Kalashnikov schoolbook gives chilling insight into Afghan conflict at National Army Museum

By Jessica Keating | 04 May 2012
A textbook page with drawings of a kalashnikov automatic rifle, daggers, pistols and umbrellas to aid counting between 1 to 4.
A detail from the textbook which dates to the Soviet-Afghan War of the 1980s© Courtesy National Army Museum
When first learning to count, children are often introduced to colourful and memorable images to help teach numbers and improve numeracy. 

Guns and grenades would not usually be considered appropriate, but an Afghan schoolbook using such pictures is now on display at the National Army Museum.
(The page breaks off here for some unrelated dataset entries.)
use std::path::PathBuf;

use clap::{Parser, ValueEnum};
use raw_volume::{
    ChannelSelector, Encoding, LoadOptions, SizePolicy, VolumeExtents, VolumeLoader,
    VolumeLoaderError, cube,
    gpu_texture::{VolumeTexture, WGPU, WgpuTextureBuilder},
    handoff::{MemoryStore, TextureBinder, hand_off},
};

#[derive(Debug, Clone, Copy, ValueEnum)]
enum Format {
    /// 8-bit unsigned, alpha channel
    A8,
    /// 32-bit float, red channel
    R32,
}

impl From<Format> for Encoding {
    fn from(format: Format) -> Self {
        match format {
            Format::A8 => Encoding::UnsignedByte,
            Format::R32 => Encoding::Float32,
        }
    }
}

/// Decode a headerless raw volume file
#[derive(Parser, Debug)]
#[command(author, version, about, long_about = None)]
struct Args {
    /// Raw volume file
    path: PathBuf,

    /// Extents as NX NY NZ; inferred from `*_NXxNYxNZ.binN` names if omitted
    #[arg(long, num_args = 3, value_names = ["NX", "NY", "NZ"])]
    size: Option<Vec<usize>>,

    /// Voxel encoding; inferred from `.bin8`/`.bin32` names if omitted
    #[arg(long, value_enum)]
    format: Option<Format>,

    /// Request a mip chain for the GPU texture
    #[arg(long)]
    mipmap: bool,

    /// Fail if the file length does not match the encoding
    #[arg(long)]
    strict: bool,

    /// Write the centre axial slice to this PNG
    #[arg(long)]
    preview: Option<PathBuf>,

    /// Upload the volume to a 3D texture on the default GPU
    #[arg(long)]
    gpu: bool,
}

/// No render target exists in a headless run.
struct Headless;

impl TextureBinder<VolumeTexture> for Headless {
    fn bind(&mut self, _handle: &VolumeTexture, _selector: ChannelSelector) -> Result<(), String> {
        Err("no render target in headless mode".to_owned())
    }
}

fn options(args: &Args) -> Result<LoadOptions, VolumeLoaderError> {
    let inferred = args
        .path
        .file_name()
        .and_then(|name| name.to_str())
        .and_then(cube::parse_cube_file_name);

    let extents = match (&args.size, inferred) {
        (Some(size), _) => VolumeExtents::new(size[0], size[1], size[2])?,
        (None, Some((extents, _))) => extents,
        (None, None) => VolumeExtents::cube(256)?,
    };
    let encoding = args
        .format
        .map(Encoding::from)
        .or(inferred.map(|(_, encoding)| encoding))
        .unwrap_or_default();
    let size_policy = if args.strict {
        SizePolicy::Strict
    } else {
        SizePolicy::Advisory
    };

    Ok(LoadOptions::new(extents, encoding)
        .with_mipmap(args.mipmap)
        .with_size_policy(size_policy))
}

async fn run(args: Args) -> Result<(), VolumeLoaderError> {
    let options = options(&args)?;
    let decoded = VolumeLoader::load_from_path_async(&args.path, &options).await?;
    let artifact = &decoded.artifact;
    log::info!(
        "Decoded {:?} as {} ({} warning(s))",
        artifact.extents().as_tuple(),
        artifact.suffix(),
        decoded.warnings.len()
    );

    if let Some(preview) = &args.preview {
        let (depth, _, _) = artifact.extents().dim();
        if let Some(image) = artifact.axial_image(depth / 2) {
            image
                .save(preview)
                .map_err(|e| VolumeLoaderError::Io(std::io::Error::other(e)))?;
        }
    }

    if args.gpu {
        let base_name = args
            .path
            .file_stem()
            .and_then(|stem| stem.to_str())
            .unwrap_or("volume");
        let builder = WgpuTextureBuilder::new(WGPU::request().await?);
        let mut store = MemoryStore::default();
        let result = hand_off(
            artifact,
            base_name,
            options.mipmap,
            &builder,
            Some(&mut store),
            &mut Headless,
        )?;
        log::info!(
            "Built {} with {} mip level(s)",
            result.asset_name,
            result.handle.mip_level_count
        );
    }
    Ok(())
}

#[tokio::main(flavor = "current_thread")]
async fn main() {
    env_logger::init();
    let args = Args::parse();
    if let Err(e) = run(args).await {
        log::error!("{e}");
        std::process::exit(1);
    }
}
use std::fmt;

/// Channel slot of a [`VoxelRecord`](crate::volume::VoxelRecord).
#[derive(Clone, Copy, Debug, PartialEq, Eq, Hash)]
pub enum Channel {
    Red = 0,
    Green = 1,
    Blue = 2,
    Alpha = 3,
}

impl Channel {
    pub const ALL: [Channel; 4] = [Channel::Red, Channel::Green, Channel::Blue, Channel::Alpha];

    pub fn index(self) -> usize {
        self as usize
    }
}

/// Byte interpretation of one voxel in a raw source.
#[derive(Clone, Copy, Debug, Default, PartialEq, Eq, Hash)]
pub enum Encoding {
    /// One byte per voxel, scaled by 1/255, routed to alpha.
    #[default]
    UnsignedByte,
    /// Little-endian IEEE-754 single per voxel, taken as-is, routed to red.
    Float32,
}

impl Encoding {
    pub fn bytes_per_element(self) -> usize {
        match self {
            Encoding::UnsignedByte => 1,
            Encoding::Float32 => 4,
        }
    }

    pub fn target_channel(self) -> Channel {
        match self {
            Encoding::UnsignedByte => Channel::Alpha,
            Encoding::Float32 => Channel::Red,
        }
    }

    /// Tag appended to asset names, e.g. `skull-A8`.
    pub fn suffix(self) -> &'static str {
        match self {
            Encoding::UnsignedByte => "A8",
            Encoding::Float32 => "R32",
        }
    }

    /// Bit width used by `.binN` cube file extensions.
    pub fn bits(self) -> usize {
        self.bytes_per_element() * 8
    }

    pub fn from_bits(bits: usize) -> Option<Self> {
        match bits {
            8 => Some(Encoding::UnsignedByte),
            32 => Some(Encoding::Float32),
            _ => None,
        }
    }
}

impl fmt::Display for Encoding {
    fn fmt(&self, f: &mut fmt::Formatter<'_>) -> fmt::Result {
        f.write_str(self.suffix())
    }
}

/// What to do when the byte width derived from the file length disagrees
/// with the declared [`Encoding`].
#[derive(Clone, Copy, Debug, Default, PartialEq, Eq)]
pub enum SizePolicy {
    /// Log and report a warning, keep decoding.
    #[default]
    Advisory,
    /// Abort with [`VolumeLoaderError::SizeMismatch`](crate::error::VolumeLoaderError::SizeMismatch).
    Strict,
}
//! # raw-volume library
//!
//! This crate decodes headerless binary files holding a regularly sampled 3D
//! scalar field into channel-tagged texel arrays ready for GPU upload.
//!
//! A raw file carries no header: its layout is given entirely by the
//! declared extents `(nx, ny, nz)` and an [`Encoding`]:
//!  - `UnsignedByte` (suffix `A8`): one byte per voxel, scaled to [0, 1] and
//!    placed in the alpha channel
//!  - `Float32` (suffix `R32`): one little-endian `f32` per voxel, taken as
//!    already normalized and placed in the red channel
//!
//! The first axis varies fastest in the file. Decoding runs
//! `validate → decode → map → assemble` and yields an immutable
//! [`VolumeArtifact`] together with a one-hot [`ChannelSelector`] telling
//! shaders which channel to read. Texture construction, persistence and
//! attachment are left to the caller; [`handoff`] describes them as traits
//! and [`gpu_texture`] provides a wgpu texture builder.
//!
//! Files whose length does not match the encoding are decoded anyway and
//! reported with a [`VolumeWarning`] unless [`SizePolicy::Strict`] is set.
//! Files that are too short always fail with [`VolumeLoaderError::Read`].
//!
//! # Examples
//!
//! ## Decoding an 8-bit volume
//!
//! ```no_run
//! # use raw_volume::{Encoding, LoadOptions, VolumeExtents, VolumeLoader};
//! let extents = VolumeExtents::new(256, 256, 256).expect("extents are positive");
//! let options = LoadOptions::new(extents, Encoding::UnsignedByte);
//! let decoded = VolumeLoader::load_from_path("skull.raw", &options)
//!     .expect("should have decoded the raw file");
//! let image = decoded
//!     .artifact
//!     .axial_image(128)
//!     .expect("slice should be inside the volume");
//! image.save("result.png").expect("should have written the preview");
//! ```

mod assembler;
pub mod cube;
mod decoder;
pub mod enums;
pub mod error;
pub mod gpu_texture;
pub mod handoff;
mod mapper;
pub mod validator;
pub mod volume;
pub mod volume_loader;

pub use enums::{Channel, Encoding, SizePolicy};
pub use error::{VolumeLoaderError, VolumeWarning};
pub use volume::{ChannelSelector, VolumeArtifact, VolumeExtents, VoxelRecord};
pub use volume_loader::{DecodedVolume, LoadOptions, VolumeLoader};
use crate::enums::Encoding;
use crate::error::VolumeLoaderError;
use crate::volume::VolumeExtents;

use byteorder::{ByteOrder, LittleEndian};
use std::io::Read;

pub(crate) struct ScalarDecoder;

impl ScalarDecoder {
    /// Bytes required for `extents` under `encoding`, saturating at
    /// `usize::MAX` so that no source can satisfy an unrepresentable length.
    pub(crate) fn required_len(extents: &VolumeExtents, encoding: Encoding) -> usize {
        extents.byte_len(encoding).unwrap_or(usize::MAX)
    }

    /// Decode one normalized scalar per element of `extents` from `source`,
    /// in source order.
    ///
    /// Bytes past the required length are ignored.
    pub(crate) fn decode_bytes(
        source: &[u8],
        extents: &VolumeExtents,
        encoding: Encoding,
    ) -> Result<Vec<f32>, VolumeLoaderError> {
        let expected = Self::required_len(extents, encoding);
        let bytes = source.get(..expected).ok_or(VolumeLoaderError::Read {
            expected,
            available: source.len(),
        })?;

        let scalars = match encoding {
            Encoding::UnsignedByte => Self::decode_unsigned_bytes(bytes),
            Encoding::Float32 => Self::decode_float32(bytes),
        };
        Ok(scalars)
    }

    /// Read the bytes required for `extents` from `reader` into memory, then
    /// decode them.
    ///
    /// `len_hint` is the known source length; the buffer never reserves more
    /// than that up front.
    pub(crate) fn decode_reader(
        reader: impl Read,
        extents: &VolumeExtents,
        encoding: Encoding,
        len_hint: usize,
    ) -> Result<Vec<f32>, VolumeLoaderError> {
        let expected = Self::required_len(extents, encoding);
        let mut buffer = Vec::with_capacity(expected.min(len_hint));
        reader
            .take(u64::try_from(expected).unwrap_or(u64::MAX))
            .read_to_end(&mut buffer)?;
        Self::decode_bytes(&buffer, extents, encoding)
    }

    #[inline]
    fn decode_unsigned_bytes(bytes: &[u8]) -> Vec<f32> {
        bytes
            .iter()
            .map(|&value| value as f32 / u8::MAX as f32)
            .collect()
    }

    // No range check: values outside [0, 1] pass through.
    #[inline]
    fn decode_float32(bytes: &[u8]) -> Vec<f32> {
        let mut scalars = vec![0.0; bytes.len() / 4];
        LittleEndian::read_f32_into(bytes, &mut scalars);
        scalars
    }
}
Dating back to 1986, during the Soviet War in Afghanistan, the book casually refers to apples and pencils alongside Kalashnikov rifles and Jihad (holy war), highlighting how weapons and war were regarded as everyday matters.

Inside the child’s book, adult-like sentences such as, “I am the enemy of Russia” are juxtaposed with the more childish “In winter weather is cold”.

Housed inside the Afghanistan section of the Conflicts of Interest gallery, which explores more than 40 years of conflicts from Northern Ireland and the Falklands to Iraq and Afghanistan, the textbook is described by Curator Sophie Stathi as reflecting “how the conflict touched the everyday lives of citizens in Afghanistan”.

The book is among several new items on display from the British Army’s period in Afghanistan including Operation Service Medals and charm wristbands.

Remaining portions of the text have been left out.